→ **DATASET RECORDS**

|---|

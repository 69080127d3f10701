use std::{error::Error, thread::sleep, time::Duration};

use reqwest::StatusCode;

use crate::config::FetchConfig;

/// Raw content and response metadata for one identifier.
#[derive(Debug, Clone, PartialEq, Eq)]
pub struct Resource {
    pub identifier: String,
    /// Decoded body. A body that is not valid UTF-8 is kept as its error so
    /// the headers stay usable.
    pub body: Result<String, RetrievalError>,
    /// Header entries as the http stack returns them (grouped by name), one per value.
    pub headers: Vec<(String, String)>,
}

#[derive(thiserror::Error, Debug, Clone, PartialEq, Eq)]
pub enum RetrievalError {
    #[error("{identifier}: invalid identifier: {reason}")]
    InvalidIdentifier { identifier: String, reason: String },

    #[error("{identifier}: {message}")]
    Network { identifier: String, message: String },

    #[error("{identifier}: server responded with {status}")]
    Status { identifier: String, status: u16 },

    #[error("{identifier}: body is not valid utf-8: {reason}")]
    Decoding { identifier: String, reason: String },
}

/// Source of raw resource content.
pub trait Retriever: Send + Sync {
    fn fetch(&self, identifier: &str) -> Result<Resource, RetrievalError>;
}

impl<R: Retriever + ?Sized> Retriever for Box<R> {
    fn fetch(&self, identifier: &str) -> Result<Resource, RetrievalError> {
        (**self).fetch(identifier)
    }
}

impl<R: Retriever + ?Sized> Retriever for &R {
    fn fetch(&self, identifier: &str) -> Result<Resource, RetrievalError> {
        (**self).fetch(identifier)
    }
}

fn get_error(error: &reqwest::Error) -> String {
    match error.source() {
        Some(e) => match e.source() {
            Some(e) => e.to_string(),
            None => e.to_string(),
        },
        None => error.to_string(),
    }
}

pub struct HttpRetriever {
    client: reqwest::blocking::Client,
    retries: u8,
}

impl HttpRetriever {
    pub fn new(config: &FetchConfig) -> anyhow::Result<Self> {
        let mut client = reqwest::blocking::Client::builder()
            .user_agent(&config.user_agent)
            .danger_accept_invalid_certs(config.accept_invalid_certs)
            .timeout(Duration::from_secs(config.timeout_secs))
            .pool_idle_timeout(Duration::from_secs(config.timeout_secs));

        if let Some(proxy) = config.proxy.as_deref().filter(|p| !p.is_empty()) {
            log::debug!("using proxy {proxy:#?}");
            client = client.proxy(reqwest::Proxy::all(proxy)?);
        }

        Ok(Self {
            client: client.build()?,
            retries: config.retries,
        })
    }

    fn request_once(
        &self,
        identifier: &str,
        url: &reqwest::Url,
    ) -> Result<Resource, RetrievalError> {
        let resp = self
            .client
            .get(url.clone())
            .send()
            .map_err(|err| RetrievalError::Network {
                identifier: identifier.to_string(),
                message: get_error(&err),
            })?;

        let status = resp.status();
        if !status.is_success() {
            return Err(RetrievalError::Status {
                identifier: identifier.to_string(),
                status: status.as_u16(),
            });
        }

        let headers = resp
            .headers()
            .iter()
            .map(|(name, value)| {
                (
                    name.as_str().to_string(),
                    String::from_utf8_lossy(value.as_bytes()).to_string(),
                )
            })
            .collect::<Vec<_>>();

        let bytes = resp.bytes().map_err(|err| RetrievalError::Network {
            identifier: identifier.to_string(),
            message: get_error(&err),
        })?;

        Ok(Resource {
            identifier: identifier.to_string(),
            body: decode_body(identifier, bytes.to_vec()),
            headers,
        })
    }
}

/// Strict UTF-8 decoding of a response body.
pub fn decode_body(identifier: &str, bytes: Vec<u8>) -> Result<String, RetrievalError> {
    String::from_utf8(bytes).map_err(|e| RetrievalError::Decoding {
        identifier: identifier.to_string(),
        reason: e.utf8_error().to_string(),
    })
}

/// Parse an identifier into a fetchable url. Scheme-relative identifiers
/// are upgraded to https.
pub fn parse_identifier(identifier: &str) -> Result<reqwest::Url, RetrievalError> {
    let url = if identifier.starts_with("//") {
        format!("https:{identifier}")
    } else {
        identifier.to_string()
    };

    reqwest::Url::parse(&url).map_err(|e| RetrievalError::InvalidIdentifier {
        identifier: identifier.to_string(),
        reason: e.to_string(),
    })
}

impl Retriever for HttpRetriever {
    fn fetch(&self, identifier: &str) -> Result<Resource, RetrievalError> {
        let url = parse_identifier(identifier)?;

        let mut attempt: u64 = 0;
        loop {
            attempt += 1;
            log::debug!("{identifier}: requesting (attempt {attempt})");

            match self.request_once(identifier, &url) {
                Ok(resource) => {
                    match &resource.body {
                        Ok(body) => log::debug!(
                            "{identifier}: {} bytes, {} headers",
                            body.len(),
                            resource.headers.len()
                        ),
                        Err(err) => log::warn!("{err}"),
                    }
                    return Ok(resource);
                }
                Err(err) if attempt <= self.retries as u64 && is_retryable(&err) => {
                    log::debug!("{err}: retrying");
                    if matches!(
                        err,
                        RetrievalError::Status { status, .. }
                            if status == StatusCode::TOO_MANY_REQUESTS.as_u16()
                    ) {
                        sleep(Duration::from_secs(attempt * 4));
                    }
                }
                Err(err) => {
                    log::warn!("{err}");
                    return Err(err);
                }
            }
        }
    }
}

fn is_retryable(err: &RetrievalError) -> bool {
    match err {
        RetrievalError::InvalidIdentifier { .. } | RetrievalError::Decoding { .. } => false,
        RetrievalError::Network { .. } => true,
        RetrievalError::Status { status, .. } => {
            *status == StatusCode::TOO_MANY_REQUESTS.as_u16() || *status >= 500
        }
    }
}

|---|

→ **WORK REQUIRED**
Whichever lines of the material hold the word "PartialEq", find and copy them.

→ **EXERCISE SOLUTION**
#[derive(Debug, Clone, PartialEq, Eq)]
#[derive(thiserror::Error, Debug, Clone, PartialEq, Eq)]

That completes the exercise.